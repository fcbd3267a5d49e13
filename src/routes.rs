//! Route table for the `/hotels` API.

use actix_web::web;

use crate::db::HotelRepository;
use crate::error::ApiError;
use crate::handlers::{categories, hotel_chains, hotels};

/// Registers every endpoint against the store `R` held in `web::Data<R>`.
pub fn configure<R: HotelRepository + 'static>(cfg: &mut web::ServiceConfig) {
    cfg.app_data(
        web::JsonConfig::default()
            .error_handler(|err, _req| ApiError::bad_request(err.to_string()).into()),
    )
    .app_data(
        web::QueryConfig::default()
            .error_handler(|err, _req| ApiError::bad_request(err.to_string()).into()),
    )
    .service(
        web::scope("/hotels")
            .route("", web::get().to(hotels::get_hotels::<R>))
            .route("", web::post().to(hotels::create_hotel::<R>))
            .route("/id/{id}", web::get().to(hotels::get_hotel_by_id::<R>))
            .route("/name/{name}", web::get().to(hotels::get_hotels_by_name::<R>))
            .route(
                "/category/{category}",
                web::get().to(hotels::get_hotels_by_category::<R>),
            )
            .route("/chain/{chain}", web::get().to(hotels::get_hotels_by_chain::<R>))
            .route(
                "/nearby/{id}",
                web::get().to(hotels::get_hotel_geolocation::<R>),
            )
            .route(
                "/category",
                web::post().to(categories::create_category::<R>),
            )
            .route(
                "/hotelchain",
                web::post().to(hotel_chains::create_hotel_chain::<R>),
            ),
    );
}
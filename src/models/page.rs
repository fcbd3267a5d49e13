use serde::Serialize;

use crate::filters::Pagination;

/// Envelope returned by paginated list endpoints.
#[derive(Debug, Serialize)]
pub struct ListResponse<T> {
    pub data: Vec<T>,
    pub meta: PageMeta,
}

#[derive(Debug, Clone, Copy, PartialEq, Eq, Serialize)]
pub struct PageMeta {
    pub total: i64,
    pub page: i64,
    pub pages: i64,
}

impl PageMeta {
    pub fn new(total: i64, window: Pagination) -> Self {
        let limit = window.limit.max(1);
        let pages = if total > 0 { (total - 1) / limit + 1 } else { 0 };
        Self {
            total,
            page: window.page(),
            pages,
        }
    }
}

#[cfg(test)]
mod tests {
    use super::*;

    #[test]
    fn pages_round_up() {
        let window = Pagination { limit: 10, offset: 20 };
        let meta = PageMeta::new(21, window);
        assert_eq!(meta, PageMeta { total: 21, page: 3, pages: 3 });
    }

    #[test]
    fn exact_multiple_does_not_add_a_page() {
        let meta = PageMeta::new(20, Pagination { limit: 10, offset: 0 });
        assert_eq!(meta.pages, 2);
        assert_eq!(meta.page, 1);
    }

    #[test]
    fn huge_limit_is_a_single_page() {
        let meta = PageMeta::new(3, Pagination { limit: i64::MAX, offset: 0 });
        assert_eq!(meta, PageMeta { total: 3, page: 1, pages: 1 });
    }

    #[test]
    fn no_rows_means_no_pages() {
        let meta = PageMeta::new(0, Pagination { limit: 10, offset: 0 });
        assert_eq!(meta.pages, 0);
    }
}
use chrono::NaiveDateTime;
use serde::{Deserialize, Serialize};
use validator::Validate;

#[derive(Debug, Clone, PartialEq, Serialize, sqlx::FromRow)]
#[serde(rename_all = "camelCase")]
pub struct HotelChain {
    pub id: i64,
    pub name: String,
    pub created_at: NaiveDateTime,
    pub updated_at: NaiveDateTime,
}

/// Body of `POST /hotels/hotelchain`.
#[derive(Debug, Deserialize, Validate)]
pub struct CreateHotelChain {
    #[validate(required, length(min = 1))]
    pub name: Option<String>,
}
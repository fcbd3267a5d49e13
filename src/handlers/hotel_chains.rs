use actix_web::{web, HttpResponse};
use validator::Validate;

use crate::db::HotelRepository;
use crate::error::ApiError;
use crate::models::hotel_chain::CreateHotelChain;

pub async fn create_hotel_chain<R: HotelRepository>(
    store: web::Data<R>,
    body: web::Json<CreateHotelChain>,
) -> Result<HttpResponse, ApiError> {
    let body = body.into_inner();
    body.validate()?;

    let chain = store
        .create_hotel_chain(&body)
        .await
        .map_err(|err| ApiError::internal("failed to create hotel chain", err))?;

    log::info!("created hotel chain {} ({})", chain.id, chain.name);
    Ok(HttpResponse::Created().json(chain))
}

Task instructions: State how many lines in the records above contain the word "categories". Write the number alone.

Solution to this task: 2